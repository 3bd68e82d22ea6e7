//! Spreadsheet report generation
//!
//! Reports are built fully in memory with `rust_xlsxwriter` and returned as
//! download bytes; nothing is written to disk.

pub mod clasificacion;
pub mod verification;

pub use clasificacion::clasificacion_workbook;
pub use verification::verification_workbook;

use uuid::Uuid;

/// MIME type for generated .xlsx downloads
pub const XLSX_CONTENT_TYPE: &str =
    "application/vnd.openxmlformats-officedocument.spreadsheetml.sheet";

/// Attachment filename for a report: `{prefix}_{shipment date}_{short id}.xlsx`
pub fn attachment_filename(prefix: &str, shipment_date: &str, id: Uuid) -> String {
    let id = id.simple().to_string();
    format!("{prefix}_{shipment_date}_{}.xlsx", &id[..8])
}

#[cfg(test)]
mod tests {
    use super::*;

    #[test]
    fn test_attachment_filename_shape() {
        let id = Uuid::parse_str("a1b2c3d4-0000-0000-0000-000000000000").unwrap();
        assert_eq!(
            attachment_filename("verificacion", "2026-08-20", id),
            "verificacion_2026-08-20_a1b2c3d4.xlsx"
        );
    }
}
//! Pre-ruteo route plan upload and listing

use axum::{
    extract::{Multipart, Query, State},
    routing::{get, post},
    Json, Router,
};
use galpon_common::Operator;
use serde::Serialize;
use uuid::Uuid;

use super::pre_alerta::RecordListQuery;
use crate::db::records::StoredPreRuteo;
use crate::db::shipments::TransitionOutcome;
use crate::error::{ApiError, ApiResult};
use crate::ingest;
use crate::models::ShipmentStatus;
use crate::{db, AppState};

/// POST /api/vms/pre-ruteo/upload response
#[derive(Debug, Serialize)]
pub struct PreRuteoUploadResponse {
    pub shipment_id: Uuid,
    pub status: ShipmentStatus,
    pub inserted: u64,
    pub skipped: usize,
}

/// POST /api/vms/pre-ruteo/upload
///
/// Multipart fields: `file` (.xlsx), `shipment_id`. The shipment must still
/// be in PRE_ALERTA; a successful upload moves it to PRE_RUTEO.
pub async fn upload_pre_ruteo(
    State(state): State<AppState>,
    operator: Operator,
    mut multipart: Multipart,
) -> ApiResult<Json<PreRuteoUploadResponse>> {
    let mut file_bytes: Option<Vec<u8>> = None;
    let mut shipment_id: Option<String> = None;

    while let Some(field) = multipart.next_field().await? {
        let name = field.name().unwrap_or_default().to_string();
        match name.as_str() {
            "file" => file_bytes = Some(field.bytes().await?.to_vec()),
            "shipment_id" => shipment_id = Some(field.text().await?),
            _ => {}
        }
    }

    let file_bytes =
        file_bytes.ok_or_else(|| ApiError::BadRequest("Missing file field".to_string()))?;
    let shipment_id = shipment_id
        .ok_or_else(|| ApiError::BadRequest("Missing shipment_id field".to_string()))?;
    let shipment_id = Uuid::parse_str(shipment_id.trim())
        .map_err(|_| ApiError::BadRequest(format!("Invalid shipment_id: {shipment_id}")))?;

    let shipment = db::shipments::load_shipment(&state.db, shipment_id)
        .await?
        .ok_or_else(|| ApiError::NotFound(format!("Shipment not found: {shipment_id}")))?;
    operator.check_provider_access(shipment.provider_id)?;

    if shipment.status != ShipmentStatus::PreAlerta {
        return Err(ApiError::Conflict(format!(
            "Pre-ruteo requires a PRE_ALERTA shipment, found {}",
            shipment.status.as_str()
        )));
    }

    let parsed = ingest::parse_pre_ruteo(&file_bytes)?;

    let inserted =
        db::records::insert_pre_ruteo_records(&state.db, shipment_id, &parsed.records).await?;

    match db::shipments::transition_shipment(&state.db, shipment_id, ShipmentStatus::PreRuteo)
        .await?
    {
        TransitionOutcome::Applied => {}
        TransitionOutcome::NotFound => {
            return Err(ApiError::NotFound(format!("Shipment not found: {shipment_id}")))
        }
        TransitionOutcome::Illegal { from } => {
            return Err(ApiError::Conflict(format!(
                "Cannot move shipment from {} to PRE_RUTEO",
                from.as_str()
            )))
        }
    }

    tracing::info!(
        shipment_id = %shipment_id,
        inserted,
        skipped = parsed.skipped,
        "Pre-ruteo uploaded"
    );

    Ok(Json(PreRuteoUploadResponse {
        shipment_id,
        status: ShipmentStatus::PreRuteo,
        inserted,
        skipped: parsed.skipped,
    }))
}

/// GET /api/vms/pre-ruteo?shipment_id=
pub async fn list_pre_ruteo(
    State(state): State<AppState>,
    operator: Operator,
    Query(query): Query<RecordListQuery>,
) -> ApiResult<Json<Vec<StoredPreRuteo>>> {
    let shipment = db::shipments::load_shipment(&state.db, query.shipment_id)
        .await?
        .ok_or_else(|| ApiError::NotFound(format!("Shipment not found: {}", query.shipment_id)))?;
    operator.check_provider_access(shipment.provider_id)?;

    let records = db::records::list_pre_ruteo(&state.db, query.shipment_id).await?;
    Ok(Json(records))
}

pub fn pre_ruteo_routes() -> Router<AppState> {
    Router::new()
        .route("/api/vms/pre-ruteo/upload", post(upload_pre_ruteo))
        .route("/api/vms/pre-ruteo", get(list_pre_ruteo))
}
//! Operator identity and provider scoping
//!
//! There is no login flow; requests name their operator in the `X-Operator`
//! header and the extractor resolves it against the `operators` table. Role
//! and provider assignment then drive what the request may touch: admins are
//! unscoped, VMS operators only reach rows belonging to their own provider.

use axum::{
    async_trait,
    extract::{FromRef, FromRequestParts},
    http::{request::Parts, StatusCode},
    response::{IntoResponse, Response},
    Json,
};
use serde::{Deserialize, Serialize};
use serde_json::json;
use sqlx::{Row, SqlitePool};
use thiserror::Error;
use uuid::Uuid;

/// Request header carrying the operator name
pub const OPERATOR_HEADER: &str = "x-operator";

/// Operator roles
#[derive(Debug, Clone, Copy, PartialEq, Eq, Serialize, Deserialize)]
#[serde(rename_all = "SCREAMING_SNAKE_CASE")]
pub enum Role {
    Admin,
    Operador,
    Vms,
}

impl Role {
    pub fn as_str(&self) -> &'static str {
        match self {
            Role::Admin => "ADMIN",
            Role::Operador => "OPERADOR",
            Role::Vms => "VMS",
        }
    }

    pub fn parse(value: &str) -> Option<Role> {
        match value {
            "ADMIN" => Some(Role::Admin),
            "OPERADOR" => Some(Role::Operador),
            "VMS" => Some(Role::Vms),
            _ => None,
        }
    }
}

/// A resolved operator identity
#[derive(Debug, Clone, Serialize)]
pub struct Operator {
    pub id: Uuid,
    pub name: String,
    pub role: Role,
    pub provider_id: Option<Uuid>,
}

/// Which providers' rows a request may touch
#[derive(Debug, Clone, Copy, PartialEq, Eq)]
pub enum ProviderScope {
    /// Unrestricted (admin)
    All,
    /// Only rows belonging to this provider
    Provider(Uuid),
}

impl ProviderScope {
    pub fn allows(&self, provider_id: Uuid) -> bool {
        match self {
            ProviderScope::All => true,
            ProviderScope::Provider(own) => *own == provider_id,
        }
    }

    /// Provider id to filter queries by; `None` means no filter
    pub fn filter(&self) -> Option<Uuid> {
        match self {
            ProviderScope::All => None,
            ProviderScope::Provider(id) => Some(*id),
        }
    }
}

impl Operator {
    /// Admin check for endpoints that mutate shared reference data
    pub fn require_admin(&self) -> Result<(), IdentityError> {
        if self.role == Role::Admin {
            Ok(())
        } else {
            Err(IdentityError::Forbidden)
        }
    }

    /// Provider scope for VMS endpoints.
    ///
    /// Admins see every provider; anyone else must have a provider assigned.
    pub fn vms_scope(&self) -> Result<ProviderScope, IdentityError> {
        match (self.role, self.provider_id) {
            (Role::Admin, _) => Ok(ProviderScope::All),
            (_, Some(provider_id)) => Ok(ProviderScope::Provider(provider_id)),
            (_, None) => Err(IdentityError::NoProvider),
        }
    }

    /// Check access to a resource owned by `provider_id`
    pub fn check_provider_access(&self, provider_id: Uuid) -> Result<(), IdentityError> {
        let scope = self.vms_scope()?;
        if scope.allows(provider_id) {
            Ok(())
        } else {
            Err(IdentityError::Forbidden)
        }
    }

    /// Load an operator row by name; inactive operators resolve to `None`
    pub async fn load(pool: &SqlitePool, name: &str) -> crate::Result<Option<Operator>> {
        let row = sqlx::query(
            "SELECT id, name, role, provider_id FROM operators WHERE name = ? AND active = 1",
        )
        .bind(name)
        .fetch_optional(pool)
        .await?;

        let Some(row) = row else {
            return Ok(None);
        };

        let id: String = row.get("id");
        let role: String = row.get("role");
        let provider_id: Option<String> = row.get("provider_id");

        let id = Uuid::parse_str(&id)
            .map_err(|e| crate::Error::Internal(format!("Invalid operator id: {}", e)))?;
        let role = Role::parse(&role)
            .ok_or_else(|| crate::Error::Internal(format!("Unknown operator role: {}", role)))?;
        let provider_id = match provider_id {
            Some(raw) => Some(
                Uuid::parse_str(&raw)
                    .map_err(|e| crate::Error::Internal(format!("Invalid provider id: {}", e)))?,
            ),
            None => None,
        };

        Ok(Some(Operator {
            id,
            name: row.get("name"),
            role,
            provider_id,
        }))
    }
}

/// Identity resolution failures, rendered in the standard error envelope
#[derive(Debug, Error)]
pub enum IdentityError {
    #[error("X-Operator header is required")]
    MissingHeader,
    #[error("Unknown or inactive operator")]
    UnknownOperator,
    #[error("Operator has no provider assigned")]
    NoProvider,
    #[error("Operator may not access this resource")]
    Forbidden,
    #[error("identity lookup failed: {0}")]
    Database(String),
}

impl IntoResponse for IdentityError {
    fn into_response(self) -> Response {
        let (status, code, message) = match self {
            IdentityError::MissingHeader => (
                StatusCode::UNAUTHORIZED,
                "unauthorized",
                "X-Operator header is required".to_string(),
            ),
            IdentityError::UnknownOperator => (
                StatusCode::UNAUTHORIZED,
                "unauthorized",
                "Unknown or inactive operator".to_string(),
            ),
            IdentityError::NoProvider => (
                StatusCode::FORBIDDEN,
                "no_provider",
                "Operator has no provider assigned".to_string(),
            ),
            IdentityError::Forbidden => (
                StatusCode::FORBIDDEN,
                "forbidden",
                "Operator may not access this resource".to_string(),
            ),
            IdentityError::Database(msg) => {
                tracing::error!("Identity lookup failed: {}", msg);
                (
                    StatusCode::INTERNAL_SERVER_ERROR,
                    "internal_error",
                    "Failed to resolve operator".to_string(),
                )
            }
        };

        let body = Json(json!({
            "error": {
                "code": code,
                "message": message,
            }
        }));

        (status, body).into_response()
    }
}

#[async_trait]
impl<S> FromRequestParts<S> for Operator
where
    SqlitePool: FromRef<S>,
    S: Send + Sync,
{
    type Rejection = IdentityError;

    async fn from_request_parts(parts: &mut Parts, state: &S) -> Result<Self, Self::Rejection> {
        let name = parts
            .headers
            .get(OPERATOR_HEADER)
            .and_then(|v| v.to_str().ok())
            .map(str::trim)
            .filter(|v| !v.is_empty())
            .ok_or(IdentityError::MissingHeader)?;

        let pool = SqlitePool::from_ref(state);
        let operator = Operator::load(&pool, name)
            .await
            .map_err(|e| IdentityError::Database(e.to_string()))?;

        operator.ok_or(IdentityError::UnknownOperator)
    }
}

#[cfg(test)]
mod tests {
    use super::*;

    fn operator(role: Role, provider_id: Option<Uuid>) -> Operator {
        Operator {
            id: Uuid::new_v4(),
            name: "test".to_string(),
            role,
            provider_id,
        }
    }

    #[test]
    fn test_role_round_trip() {
        for role in [Role::Admin, Role::Operador, Role::Vms] {
            assert_eq!(Role::parse(role.as_str()), Some(role));
        }
        assert_eq!(Role::parse("SUPERUSER"), None);
    }

    #[test]
    fn test_admin_scope_is_unrestricted() {
        let op = operator(Role::Admin, None);
        let scope = op.vms_scope().unwrap();
        assert_eq!(scope, ProviderScope::All);
        assert!(scope.allows(Uuid::new_v4()));
        assert_eq!(scope.filter(), None);
    }

    #[test]
    fn test_vms_operator_scoped_to_own_provider() {
        let own = Uuid::new_v4();
        let op = operator(Role::Vms, Some(own));
        let scope = op.vms_scope().unwrap();
        assert!(scope.allows(own));
        assert!(!scope.allows(Uuid::new_v4()));
        assert_eq!(scope.filter(), Some(own));
    }

    #[test]
    fn test_vms_operator_without_provider_rejected() {
        let op = operator(Role::Vms, None);
        assert!(matches!(op.vms_scope(), Err(IdentityError::NoProvider)));
    }

    #[test]
    fn test_check_provider_access() {
        let own = Uuid::new_v4();
        let other = Uuid::new_v4();
        let op = operator(Role::Vms, Some(own));
        assert!(op.check_provider_access(own).is_ok());
        assert!(matches!(
            op.check_provider_access(other),
            Err(IdentityError::Forbidden)
        ));
    }

    #[test]
    fn test_require_admin() {
        assert!(operator(Role::Admin, None).require_admin().is_ok());
        assert!(operator(Role::Operador, None).require_admin().is_err());
        assert!(operator(Role::Vms, Some(Uuid::new_v4())).require_admin().is_err());
    }
}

┄┄┄┄┄┄┄┄┄┄

### Problem to work on
Report the number of lines of the listing above that hold the string "assigned", with no other text.

### Written answer
3